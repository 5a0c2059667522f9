use strum_macros::{Display, EnumIter, EnumString, FromRepr};

use super::{ActuatorDescriptor, ItemId, RegisterDescriptor, RegisterKind};

#[derive(Debug, Clone, Copy, PartialEq, Eq, EnumIter, FromRepr, EnumString, Display)]
#[strum(serialize_all = "snake_case")]
#[repr(u8)]
pub enum WaterItem {
    /// Accumulated volume.
    Volume,
}

impl WaterItem {
    pub fn unit(self) -> &'static str {
        match self {
            WaterItem::Volume => "m³",
        }
    }
}

impl From<WaterItem> for ItemId {
    fn from(item: WaterItem) -> Self {
        ItemId(item as u8)
    }
}

pub(super) const REGISTERS: [RegisterDescriptor; 1] =
    [RegisterDescriptor::read_only(0x0000, 2, false, 0.01)];

/// The valve coil doubles as its own status bit.
pub(super) const VALVES: [ActuatorDescriptor; 1] = [ActuatorDescriptor {
    control_address: 0x0001,
    control_kind: RegisterKind::Coil,
    on_command: 0x0001,
    off_command: 0x0000,
    status_address: 0x0001,
    status_kind: RegisterKind::Coil,
    on_status: 0x0001,
    off_status: 0x0000,
}];
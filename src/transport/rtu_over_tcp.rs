use std::future::Future;
use std::time::Duration;

use async_trait::async_trait;
use log::*;
use tokio::net::TcpStream;
use tokio::time::timeout;
use tokio_modbus::client::{rtu, Context};
use tokio_modbus::prelude::*;

use super::{Transport, TransportError, TransportErrorKind};
use crate::endpoint::{Endpoint, Target};

/// RTU frames carried over a plain TCP socket, the way serial device servers bridge
/// RS-485 meters onto the network.
///
/// The baud rate of the endpoint is configured on the bridge itself and only reported
/// here; the socket carries no serial settings.
pub struct RtuOverTcpTransport {
    host: String,
    port: u16,
    timeout: Duration,
    context: Option<Context>,
}

impl RtuOverTcpTransport {
    pub fn new(endpoint: &Endpoint) -> Result<Self, TransportError> {
        match endpoint.target() {
            Target::Socket { host, port } => Ok(Self {
                host: host.clone(),
                port: *port,
                timeout: endpoint.timeout(),
                context: None,
            }),
            Target::Serial { path } => Err(TransportError::new(
                TransportErrorKind::Protocol,
                format!("rtu over tcp needs a host and port, got serial device {path}"),
            )),
        }
    }

    fn context(&mut self, unit: u8) -> Result<&mut Context, TransportError> {
        let context = self
            .context
            .as_mut()
            .ok_or_else(|| TransportError::not_connected("socket is closed"))?;
        context.set_slave(Slave(unit));
        Ok(context)
    }
}

/// Bounds one request by the link timeout and folds the three failure layers
/// (timer, transport, Modbus exception) into one error.
async fn request<T>(
    limit: Duration,
    call: impl Future<Output = tokio_modbus::Result<T>>,
) -> Result<T, TransportError> {
    match timeout(limit, call).await {
        Err(_) => Err(TransportError::new(
            TransportErrorKind::Timeout,
            format!("no response within {} ms", limit.as_millis()),
        )),
        Ok(Ok(Ok(value))) => Ok(value),
        Ok(Ok(Err(exception))) => Err(TransportError::new(
            TransportErrorKind::Exception,
            exception.to_string(),
        )),
        Ok(Err(tokio_modbus::Error::Transport(err))) => Err(err.into()),
        Ok(Err(err)) => Err(TransportError::new(
            TransportErrorKind::Protocol,
            err.to_string(),
        )),
    }
}

#[async_trait]
impl Transport for RtuOverTcpTransport {
    async fn open(&mut self) -> Result<(), TransportError> {
        let stream = timeout(
            self.timeout,
            TcpStream::connect((self.host.as_str(), self.port)),
        )
        .await
        .map_err(|_| {
            TransportError::new(
                TransportErrorKind::Timeout,
                format!("connecting to {}:{} timed out", self.host, self.port),
            )
        })??;
        if let Err(e) = stream.set_nodelay(true) {
            debug!("TCP_NODELAY not set on {}:{}: {e}", self.host, self.port);
        }
        // the slave is replaced before every request
        self.context = Some(rtu::attach_slave(stream, Slave::broadcast()));
        Ok(())
    }

    async fn close(&mut self) -> Result<(), TransportError> {
        match self.context.take() {
            Some(mut context) => context.disconnect().await.map_err(TransportError::from),
            None => Ok(()),
        }
    }

    async fn read_holding_registers(
        &mut self,
        unit: u8,
        address: u16,
        count: u16,
    ) -> Result<Vec<u16>, TransportError> {
        let limit = self.timeout;
        let context = self.context(unit)?;
        request(limit, context.read_holding_registers(address, count)).await
    }

    async fn read_coils(
        &mut self,
        unit: u8,
        address: u16,
        count: u16,
    ) -> Result<Vec<bool>, TransportError> {
        let limit = self.timeout;
        let context = self.context(unit)?;
        request(limit, context.read_coils(address, count)).await
    }

    async fn write_register(
        &mut self,
        unit: u8,
        address: u16,
        value: u16,
    ) -> Result<(), TransportError> {
        let limit = self.timeout;
        let context = self.context(unit)?;
        request(limit, context.write_multiple_registers(address, &[value])).await
    }

    async fn write_coil(
        &mut self,
        unit: u8,
        address: u16,
        value: bool,
    ) -> Result<(), TransportError> {
        let limit = self.timeout;
        let context = self.context(unit)?;
        request(limit, context.write_single_coil(address, value)).await
    }
}
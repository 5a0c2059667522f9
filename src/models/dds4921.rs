use strum_macros::{Display, EnumIter, EnumString, FromRepr};

use super::{ActuatorDescriptor, ItemId, RegisterDescriptor, RegisterKind};

/// Data items of an electric meter, in register table order.
#[derive(Debug, Clone, Copy, PartialEq, Eq, EnumIter, FromRepr, EnumString, Display)]
#[strum(serialize_all = "snake_case")]
#[repr(u8)]
pub enum PowerItem {
    Voltage,
    VoltagePhaseA,
    VoltagePhaseB,
    VoltagePhaseC,

    Current,
    CurrentPhaseA,
    CurrentPhaseB,
    CurrentPhaseC,

    PowerActive,
    PowerActivePhaseA,
    PowerActivePhaseB,
    PowerActivePhaseC,

    PowerReactive,
    PowerReactivePhaseA,
    PowerReactivePhaseB,
    PowerReactivePhaseC,

    PowerApparent,
    PowerApparentPhaseA,
    PowerApparentPhaseB,
    PowerApparentPhaseC,

    PowerFactor,
    PowerFactorPhaseA,
    PowerFactorPhaseB,
    PowerFactorPhaseC,

    Frequency,

    /// Combined active energy, all tariffs.
    EnergyActive,
    EnergyActiveForward,
    EnergyActiveReverse,
    EnergyReactive,
    EnergyReactiveForward,
    EnergyReactiveReverse,

    SlaveAddress,
    DateTime,
}

impl PowerItem {
    pub fn unit(self) -> &'static str {
        use PowerItem::*;
        match self {
            Voltage | VoltagePhaseA | VoltagePhaseB | VoltagePhaseC => "V",
            Current | CurrentPhaseA | CurrentPhaseB | CurrentPhaseC => "A",
            PowerActive | PowerActivePhaseA | PowerActivePhaseB | PowerActivePhaseC => "W",
            PowerReactive | PowerReactivePhaseA | PowerReactivePhaseB | PowerReactivePhaseC => {
                "var"
            }
            PowerApparent | PowerApparentPhaseA | PowerApparentPhaseB | PowerApparentPhaseC => {
                "VA"
            }
            Frequency => "Hz",
            EnergyActive | EnergyActiveForward | EnergyActiveReverse => "kWh",
            EnergyReactive | EnergyReactiveForward | EnergyReactiveReverse => "kvarh",
            PowerFactor | PowerFactorPhaseA | PowerFactorPhaseB | PowerFactorPhaseC
            | SlaveAddress | DateTime => "",
        }
    }
}

impl From<PowerItem> for ItemId {
    fn from(item: PowerItem) -> Self {
        ItemId(item as u8)
    }
}

const UNDEF: RegisterDescriptor = RegisterDescriptor::UNDEFINED;

/// DDS4921 is single-phase: per-phase items are not provided.
pub(super) const REGISTERS: [RegisterDescriptor; 33] = [
    RegisterDescriptor::read_only(0x0000, 1, false, 0.1),
    UNDEF,
    UNDEF,
    UNDEF,
    RegisterDescriptor::read_only(0x0003, 1, true, 0.01),
    UNDEF,
    UNDEF,
    UNDEF,
    RegisterDescriptor::read_only(0x0007, 1, true, 1.0),
    UNDEF,
    UNDEF,
    UNDEF,
    RegisterDescriptor::read_only(0x000B, 1, true, 1.0),
    UNDEF,
    UNDEF,
    UNDEF,
    RegisterDescriptor::read_only(0x000F, 1, true, 1.0),
    UNDEF,
    UNDEF,
    UNDEF,
    RegisterDescriptor::read_only(0x0013, 1, false, 0.001),
    UNDEF,
    UNDEF,
    UNDEF,
    RegisterDescriptor::read_only(0x001A, 1, false, 0.01),
    RegisterDescriptor::read_only(0x001D, 2, true, 0.01),
    RegisterDescriptor::read_only(0x0027, 2, false, 0.01),
    RegisterDescriptor::read_only(0x0031, 2, false, 0.01),
    RegisterDescriptor::read_only(0x003B, 2, false, 0.01),
    RegisterDescriptor::read_only(0x0045, 2, false, 0.01),
    RegisterDescriptor::read_only(0x004F, 2, false, 0.01),
    RegisterDescriptor::read_write(0x0061, 1, false, 0.01),
    UNDEF,
];

pub(super) const SWITCHES: [ActuatorDescriptor; 1] = [ActuatorDescriptor {
    control_address: 0x0010,
    control_kind: RegisterKind::Holding,
    on_command: 0x5555,
    off_command: 0xAAAA,
    status_address: 0x0064,
    status_kind: RegisterKind::Holding,
    on_status: 0x0055,
    off_status: 0x00AA,
}];
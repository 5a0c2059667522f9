//! Scripted in-memory transport for tests.

use std::collections::{HashMap, VecDeque};
use std::sync::{Arc, Mutex, MutexGuard};

use async_trait::async_trait;

use super::{Transport, TransportError, TransportErrorKind, TransportFactory};
use crate::endpoint::Endpoint;

#[derive(Debug, Clone, Copy, PartialEq, Eq)]
pub enum Call {
    Open,
    Close,
    ReadHolding { unit: u8, address: u16, count: u16 },
    ReadCoils { unit: u8, address: u16, count: u16 },
    WriteRegister { unit: u8, address: u16, value: u16 },
    WriteCoil { unit: u8, address: u16, value: bool },
}

impl Call {
    pub fn is_exchange(&self) -> bool {
        !matches!(self, Call::Open | Call::Close)
    }

    pub fn unit(&self) -> Option<u8> {
        match *self {
            Call::ReadHolding { unit, .. }
            | Call::ReadCoils { unit, .. }
            | Call::WriteRegister { unit, .. }
            | Call::WriteCoil { unit, .. } => Some(unit),
            Call::Open | Call::Close => None,
        }
    }
}

/// A holding-register actuator: writing `command` to `control` sets `status` to the
/// paired value.
#[derive(Debug, Clone)]
pub struct Relay {
    pub unit: u8,
    pub control: u16,
    pub status: u16,
    pub responses: Vec<(u16, u16)>,
}

#[derive(Debug, Default)]
pub struct MockState {
    pub holding: HashMap<(u8, u16), u16>,
    pub coils: HashMap<(u8, u16), bool>,
    pub relays: Vec<Relay>,
    /// Writes are acknowledged but change nothing.
    pub stuck: bool,
    pub calls: Vec<Call>,
    pub creates: usize,
    pub open_failures: VecDeque<TransportErrorKind>,
    pub exchange_failures: VecDeque<TransportErrorKind>,
}

impl MockState {
    pub fn opens(&self) -> usize {
        self.calls.iter().filter(|c| **c == Call::Open).count()
    }

    pub fn closes(&self) -> usize {
        self.calls.iter().filter(|c| **c == Call::Close).count()
    }

    pub fn exchanges(&self) -> Vec<Call> {
        self.calls.iter().copied().filter(Call::is_exchange).collect()
    }
}

#[derive(Debug, Clone, Default)]
pub struct MockFactory {
    state: Arc<Mutex<MockState>>,
}

impl MockFactory {
    pub fn new() -> Self {
        Self::default()
    }

    pub fn state(&self) -> MutexGuard<'_, MockState> {
        self.state.lock().unwrap()
    }

    pub fn set_holding(&self, unit: u8, address: u16, words: &[u16]) {
        let mut state = self.state();
        for (offset, word) in words.iter().enumerate() {
            state.holding.insert((unit, address + offset as u16), *word);
        }
    }

    pub fn set_coil(&self, unit: u8, address: u16, value: bool) {
        self.state().coils.insert((unit, address), value);
    }

    pub fn fail_opens(&self, kind: TransportErrorKind, times: usize) {
        self.state().open_failures.extend(std::iter::repeat(kind).take(times));
    }

    pub fn fail_exchanges(&self, kind: TransportErrorKind, times: usize) {
        self.state()
            .exchange_failures
            .extend(std::iter::repeat(kind).take(times));
    }

    pub fn clear_calls(&self) {
        self.state().calls.clear();
    }
}

impl TransportFactory for MockFactory {
    type Transport = MockTransport;

    fn create(&self, _endpoint: &Endpoint) -> Result<MockTransport, TransportError> {
        self.state().creates += 1;
        Ok(MockTransport {
            state: Arc::clone(&self.state),
            open: false,
        })
    }
}

pub struct MockTransport {
    state: Arc<Mutex<MockState>>,
    open: bool,
}

impl MockTransport {
    /// Logs the call and applies the next scripted failure, if any.
    fn begin(&self, call: Call) -> Result<MutexGuard<'_, MockState>, TransportError> {
        let mut state = self.state.lock().unwrap();
        state.calls.push(call);
        if !self.open {
            return Err(TransportError::not_connected("mock link closed"));
        }
        match state.exchange_failures.pop_front() {
            Some(kind) => Err(TransportError::new(kind, "scripted exchange failure")),
            None => Ok(state),
        }
    }
}

#[async_trait]
impl Transport for MockTransport {
    async fn open(&mut self) -> Result<(), TransportError> {
        let mut state = self.state.lock().unwrap();
        state.calls.push(Call::Open);
        match state.open_failures.pop_front() {
            Some(kind) => {
                self.open = false;
                Err(TransportError::new(kind, "scripted open failure"))
            }
            None => {
                self.open = true;
                Ok(())
            }
        }
    }

    async fn close(&mut self) -> Result<(), TransportError> {
        self.state.lock().unwrap().calls.push(Call::Close);
        self.open = false;
        Ok(())
    }

    async fn read_holding_registers(
        &mut self,
        unit: u8,
        address: u16,
        count: u16,
    ) -> Result<Vec<u16>, TransportError> {
        let state = self.begin(Call::ReadHolding {
            unit,
            address,
            count,
        })?;
        (address..address + count)
            .map(|a| {
                state.holding.get(&(unit, a)).copied().ok_or_else(|| {
                    TransportError::new(TransportErrorKind::Exception, "illegal data address")
                })
            })
            .collect()
    }

    async fn read_coils(
        &mut self,
        unit: u8,
        address: u16,
        count: u16,
    ) -> Result<Vec<bool>, TransportError> {
        let state = self.begin(Call::ReadCoils {
            unit,
            address,
            count,
        })?;
        Ok((address..address + count)
            .map(|a| state.coils.get(&(unit, a)).copied().unwrap_or(false))
            .collect())
    }

    async fn write_register(
        &mut self,
        unit: u8,
        address: u16,
        value: u16,
    ) -> Result<(), TransportError> {
        let mut state = self.begin(Call::WriteRegister {
            unit,
            address,
            value,
        })?;
        if state.stuck {
            return Ok(());
        }
        state.holding.insert((unit, address), value);
        let effects: Vec<(u16, u16)> = state
            .relays
            .iter()
            .filter(|r| r.unit == unit && r.control == address)
            .filter_map(|r| {
                r.responses
                    .iter()
                    .find(|(command, _)| *command == value)
                    .map(|(_, status)| (r.status, *status))
            })
            .collect();
        for (status_address, status) in effects {
            state.holding.insert((unit, status_address), status);
        }
        Ok(())
    }

    async fn write_coil(
        &mut self,
        unit: u8,
        address: u16,
        value: bool,
    ) -> Result<(), TransportError> {
        let mut state = self.begin(Call::WriteCoil {
            unit,
            address,
            value,
        })?;
        if !state.stuck {
            state.coils.insert((unit, address), value);
        }
        Ok(())
    }
}
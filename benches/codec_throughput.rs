use criterion::{black_box, criterion_group, criterion_main, BenchmarkId, Criterion, Throughput};
use rwio::{read_lines_chunked, read_text, write_text, Codec, WriteOptions};
use tempfile::TempDir;

fn create_log_text(size_kb: usize) -> String {
    let target_size = size_kb * 1024;
    let mut content = String::with_capacity(target_size + 128);
    let mut line_num = 0;

    while content.len() < target_size {
        content.push_str(&format!(
            "[2024-09-02T10:{:02}:{:02}] INFO: Request {} user_{}\n",
            (line_num / 60) % 60,
            line_num % 60,
            line_num,
            line_num % 1000
        ));
        line_num += 1;
    }

    content
}

fn size_label(size_kb: usize) -> String {
    if size_kb < 1024 {
        format!("{}KB", size_kb)
    } else {
        format!("{}MB", size_kb / 1024)
    }
}

const CODECS: [Codec; 6] = [
    Codec::None,
    Codec::Gzip,
    Codec::Bzip2,
    Codec::Xz,
    Codec::Zstd,
    Codec::TarGzip,
];

fn bench_write(c: &mut Criterion) {
    let mut group = c.benchmark_group("write_text");
    group.sample_size(10);
    group.measurement_time(std::time::Duration::from_secs(5));

    let dir = TempDir::new().unwrap();
    for &size_kb in &[64, 1024] {
        let text = create_log_text(size_kb);
        group.throughput(Throughput::Bytes(text.len() as u64));

        for codec in CODECS.into_iter().filter(|c| c.ensure_available().is_ok()) {
            let path = dir.path().join(format!("write-{}", codec.name()));
            let options = WriteOptions::new().compression(codec);
            group.bench_with_input(
                BenchmarkId::new(codec.name(), size_label(size_kb)),
                &text,
                |b, text| {
                    b.iter(|| write_text(&path, black_box(text), &options).unwrap());
                },
            );
        }
    }

    group.finish();
}

fn bench_read(c: &mut Criterion) {
    let mut group = c.benchmark_group("read_text");
    group.sample_size(10);
    group.measurement_time(std::time::Duration::from_secs(5));

    let dir = TempDir::new().unwrap();
    for &size_kb in &[64, 1024] {
        let text = create_log_text(size_kb);
        group.throughput(Throughput::Bytes(text.len() as u64));

        for codec in CODECS.into_iter().filter(|c| c.ensure_available().is_ok()) {
            let path = dir.path().join(format!("read-{}-{}", codec.name(), size_kb));
            write_text(&path, &text, &WriteOptions::new().compression(codec)).unwrap();
            group.bench_with_input(
                BenchmarkId::new(codec.name(), size_label(size_kb)),
                &path,
                |b, path| {
                    b.iter(|| black_box(read_text(path, codec).unwrap().len()));
                },
            );
        }
    }

    group.finish();
}

fn bench_chunked_lines(c: &mut Criterion) {
    let mut group = c.benchmark_group("read_lines_chunked");
    group.sample_size(10);

    let dir = TempDir::new().unwrap();
    let text = create_log_text(1024);
    let path = dir.path().join("chunked.log.gz");
    write_text(&path, &text, &WriteOptions::new()).unwrap();

    for &chunksize in &[1, 100, 10_000] {
        group.bench_with_input(
            BenchmarkId::new("gzip", chunksize),
            &chunksize,
            |b, &chunksize| {
                b.iter(|| {
                    let chunks = read_lines_chunked(&path, Codec::Gzip, chunksize).unwrap();
                    let lines: usize = chunks.map(|chunk| chunk.unwrap().len()).sum();
                    black_box(lines);
                });
            },
        );
    }

    group.finish();
}

criterion_group!(benches, bench_write, bench_read, bench_chunked_lines);
criterion_main!(benches);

**YOUR GOAL**
Your task is to repeat the records exactly. Begin at their first line and stop after the line containing "own status bit.".

**RESULT**
repository 5a0c2059667522f9
use strum_macros::{Display, EnumIter, EnumString, FromRepr};

use super::{ActuatorDescriptor, ItemId, RegisterDescriptor, RegisterKind};

#[derive(Debug, Clone, Copy, PartialEq, Eq, EnumIter, FromRepr, EnumString, Display)]
#[strum(serialize_all = "snake_case")]
#[repr(u8)]
pub enum WaterItem {
    /// Accumulated volume.
    Volume,
}

impl WaterItem {
    pub fn unit(self) -> &'static str {
        match self {
            WaterItem::Volume => "m³",
        }
    }
}

impl From<WaterItem> for ItemId {
    fn from(item: WaterItem) -> Self {
        ItemId(item as u8)
    }
}

pub(super) const REGISTERS: [RegisterDescriptor; 1] =
    [RegisterDescriptor::read_only(0x0000, 2, false, 0.01)];

/// The valve coil doubles as its own status bit.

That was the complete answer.